[DATA FOR THE TASK]
########

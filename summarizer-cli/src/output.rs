use summarizer_errors::AppError;

pub const HELP: &str = "  1. summarize <url>           - Summarize an article from URL
  2. analyze <url> <type>      - Analyze with specific type (summary, key_points, action_items, risks)
  3. ask <question>            - Ask a financial question
  4. websites [topic]          - Get website recommendations
  5. help                      - Show this help message
  6. exit                      - Exit the program
";

pub fn print_section_header(title: &str) {
    let rule = "=".repeat(60);
    println!("\n{}\n  {}\n{}\n", rule, title, rule);
}

pub fn print_help() {
    println!("Available commands:");
    println!("{}", HELP);
}

/// Completion failures are errors on our side; anything else came from the input.
pub fn log_failure(error: &AppError) {
    if error.is_completion_failure() {
        tracing::error!("Completion failed: {}", error);
    } else {
        tracing::warn!("Request failed: {}", error);
    }
}
// medcodec
// Copyright (c) 2026 The medcodec Developers.
//
// This Source Code Form is subject to the terms of the Mozilla Public
// License, v. 2.0. If a copy of the MPL was not distributed with this
// file, You can obtain one at https://mozilla.org/MPL/2.0/.

//! Shared error and I/O primitives used by the `medcodec-codec` crate and
//! the `medcodec` CLI.

pub mod errors;
pub mod io;
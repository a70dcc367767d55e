// medcodec
// Copyright (c) 2026 The medcodec Developers.
//
// This Source Code Form is subject to the terms of the Mozilla Public
// License, v. 2.0. If a copy of the MPL was not distributed with this
// file, You can obtain one at https://mozilla.org/MPL/2.0/.

#![warn(rust_2018_idioms)]
#![forbid(unsafe_code)]

//! Command-line front end for the medcodec image codec: decodes an input
//! image, round-trips it through [`medcodec_codec::container`], and writes
//! both the compressed container and the decoded image back out.

use std::path::{Path, PathBuf};
use std::process::ExitCode;

use clap::Parser;
use log::{error, info};

use medcodec_codec::container;
use medcodec_core::errors::{image_decode_error, CodecError, Result};

/// Encode an image losslessly and immediately decode it back, writing both
/// the compressed container and the reconstructed image to disk.
#[derive(Parser)]
#[command(name = "medcodec", version, about)]
struct Cli {
    /// Input BMP or PNG image to compress.
    input_image: PathBuf,

    /// Path to write the compressed container to.
    output_compressed: PathBuf,

    /// Path to write the decoded image back out to.
    output_decoded: PathBuf,

    /// Increase log verbosity; repeat for more detail (-v, -vv, -vvv).
    #[arg(short, long, action = clap::ArgAction::Count)]
    verbose: u8,
}

fn init_logger(verbose: u8) {
    let level = match verbose {
        0 => "warn",
        1 => "info",
        2 => "debug",
        _ => "trace",
    };
    if std::env::var_os("RUST_LOG").is_none() {
        std::env::set_var("RUST_LOG", level);
    }
    pretty_env_logger::init();
}

fn read_rgb8(path: &Path) -> Result<(Vec<u8>, u32, u32)> {
    let img = image::open(path).map_err(|e| CodecError::ImageDecode(e.to_string()))?;
    let rgb = img.to_rgb8();
    let (width, height) = rgb.dimensions();
    Ok((rgb.into_raw(), width, height))
}

fn write_rgb8(path: &Path, rgb: &[u8], width: u32, height: u32) -> Result<()> {
    let buf = image::RgbImage::from_raw(width, height, rgb.to_vec())
        .ok_or_else(|| CodecError::ImageDecode("decoded buffer does not match its dimensions".into()))?;
    buf.save(path).map_err(|e| CodecError::Io {
        path: path.display().to_string(),
        source: std::io::Error::new(std::io::ErrorKind::Other, e.to_string()),
    })
}

fn run(cli: &Cli) -> Result<()> {
    info!("reading {}", cli.input_image.display());
    let (rgb, width, height) = read_rgb8(&cli.input_image)?;

    info!("encoding {}x{} image", width, height);
    let packed = container::encode(&rgb, width, height)?;

    info!("writing compressed container to {}", cli.output_compressed.display());
    std::fs::write(&cli.output_compressed, &packed).map_err(|e| CodecError::Io {
        path: cli.output_compressed.display().to_string(),
        source: e,
    })?;

    info!("decoding container back to pixels");
    let (decoded, dec_width, dec_height) = container::decode(&packed)?;
    if decoded != rgb || (dec_width, dec_height) != (width, height) {
        return image_decode_error("decoded image did not match the original losslessly");
    }

    info!("writing decoded image to {}", cli.output_decoded.display());
    write_rgb8(&cli.output_decoded, &decoded, dec_width, dec_height)?;

    Ok(())
}

fn main() -> ExitCode {
    let cli = Cli::parse();
    init_logger(cli.verbose);

    match run(&cli) {
        Ok(()) => ExitCode::SUCCESS,
        Err(err) => {
            error!("{}", err);
            eprintln!("medcodec: {}", err);
            ExitCode::FAILURE
        }
    }
}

########

[TASK STATEMENT]
Print exactly, and only, the lines running from the one that contains "init_logger(cli.verbose);" to the last line of the records above.

[YOUR SOLUTION]
    init_logger(cli.verbose);

    match run(&cli) {
        Ok(()) => ExitCode::SUCCESS,
        Err(err) => {
            error!("{}", err);
            eprintln!("medcodec: {}", err);
            ExitCode::FAILURE
        }
    }
}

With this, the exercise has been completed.